• [Work request]
Only a single number is expected: how many lines of the data hold the word "unwrap".

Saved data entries
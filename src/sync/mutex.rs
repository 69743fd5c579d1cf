// Copyright (c) 2025 OsPort Contributors
// SPDX-License-Identifier: Apache-2.0

//! Higher level Mutex type and friends.
//!
//! Modeled after
//! [`std::sync::Mutex`](https://doc.rust-lang.org/stable/std/sync/struct.Mutex.html),
//! built over the portable [`sys::sync::Mutex`] of the active backend.
//! There is no poisoning: the port layer has no way to observe a panic in
//! every backend, so the `LockResult` alias never carries an error today.
//!
//! [`sys::sync::Mutex`]: crate::sys::sync::Mutex

use core::{
    cell::UnsafeCell,
    fmt,
    marker::PhantomData,
    ops::{Deref, DerefMut},
};

use crate::error::Result as PortResult;
use crate::port::Active;
use crate::sys::sync as sys;

/// Until poisoning is implemented, mutexes never return an error, and we
/// just get back the guard.
pub type LockResult<Guard> = Result<Guard, ()>;

/// The return type from [`Mutex::try_lock`].
pub type TryLockResult<Guard> = Result<Guard, TryLockError>;

/// An enumeration of possible errors associated with a
/// [`TryLockResult`].
pub enum TryLockError {
    /// The lock could not be acquired at this time because the operation
    /// would otherwise block.
    WouldBlock,
}

/// A mutual exclusion primitive useful for protecting shared data.
///
/// This mutex will block tasks waiting for the lock to become available.
/// Unlike the `sys` mutex it owns the protected value, and access only
/// exists through the RAII guard, so the data cannot be reached without
/// holding the lock.
pub struct Mutex<T: ?Sized> {
    inner: sys::Mutex<Active>,
    data: UnsafeCell<T>,
}

// The guard returns the data only while the inner mutex is held, so
// sharing the Mutex is safe whenever the data itself may move between
// tasks.
unsafe impl<T: ?Sized + Send> Send for Mutex<T> {}
unsafe impl<T: ?Sized + Send> Sync for Mutex<T> {}

impl<T> fmt::Debug for Mutex<T> {
    fn fmt(&self, f: &mut fmt::Formatter<'_>) -> fmt::Result {
        write!(f, "Mutex {:?}", self.inner)
    }
}

/// An RAII implementation of a "scoped lock" of a mutex.  When this
/// structure is dropped (falls out of scope), the lock will be unlocked.
///
/// The data protected by the mutex can be accessed through this guard via
/// its [`Deref`] and [`DerefMut`] implementations.
pub struct MutexGuard<'a, T: ?Sized + 'a> {
    lock: &'a Mutex<T>,
    // Until negative trait bounds exist, mark unsend with a phantom
    // unsafe cell.
    _nosend: PhantomData<UnsafeCell<()>>,
}

unsafe impl<T: ?Sized + Sync> Sync for MutexGuard<'_, T> {}

impl<T> Mutex<T> {
    /// Construct a new Mutex protecting `t`.
    ///
    /// Fails only if the backend cannot create the native object.
    pub fn new(t: T) -> PortResult<Mutex<T>> {
        Ok(Mutex {
            inner: sys::Mutex::new()?,
            data: UnsafeCell::new(t),
        })
    }
}

impl<T: ?Sized> Mutex<T> {
    /// Acquires a mutex, blocking the current task until it is able to do
    /// so.
    ///
    /// Whether a task may acquire a mutex it already holds depends on the
    /// backend; on backends without recursive mutexes this deadlocks.
    // TODO: poisoning needs a portable way to observe a panic in the
    // holding task; until then lock always hands the guard back.
    pub fn lock(&self) -> LockResult<MutexGuard<'_, T>> {
        self.inner.lock();
        Ok(MutexGuard {
            lock: self,
            _nosend: PhantomData,
        })
    }

    /// Attempts to acquire this lock without blocking.
    pub fn try_lock(&self) -> TryLockResult<MutexGuard<'_, T>> {
        if self.inner.try_lock() {
            Ok(MutexGuard {
                lock: self,
                _nosend: PhantomData,
            })
        } else {
            Err(TryLockError::WouldBlock)
        }
    }
}

impl<T: ?Sized> Deref for MutexGuard<'_, T> {
    type Target = T;

    fn deref(&self) -> &T {
        unsafe { &*self.lock.data.get() }
    }
}

impl<T: ?Sized> DerefMut for MutexGuard<'_, T> {
    fn deref_mut(&mut self) -> &mut T {
        unsafe { &mut *self.lock.data.get() }
    }
}

impl<T: ?Sized> Drop for MutexGuard<'_, T> {
    #[inline]
    fn drop(&mut self) {
        self.lock.inner.unlock();
    }
}

#[cfg(test)]
mod tests {
    use super::*;

    #[test]
    fn guard_gives_access_and_releases_on_drop() {
        let m = Mutex::new(1u32).unwrap();
        {
            let mut guard = m.lock().unwrap();
            *guard += 1;
        }
        assert_eq!(*m.lock().unwrap(), 2);
    }

    #[test]
    fn try_lock_fails_while_held() {
        let m = Mutex::new(()).unwrap();
        let guard = m.lock().unwrap();
        assert!(matches!(m.try_lock(), Err(TryLockError::WouldBlock)));
        drop(guard);
        assert!(m.try_lock().is_ok());
    }
}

• [Task result]
5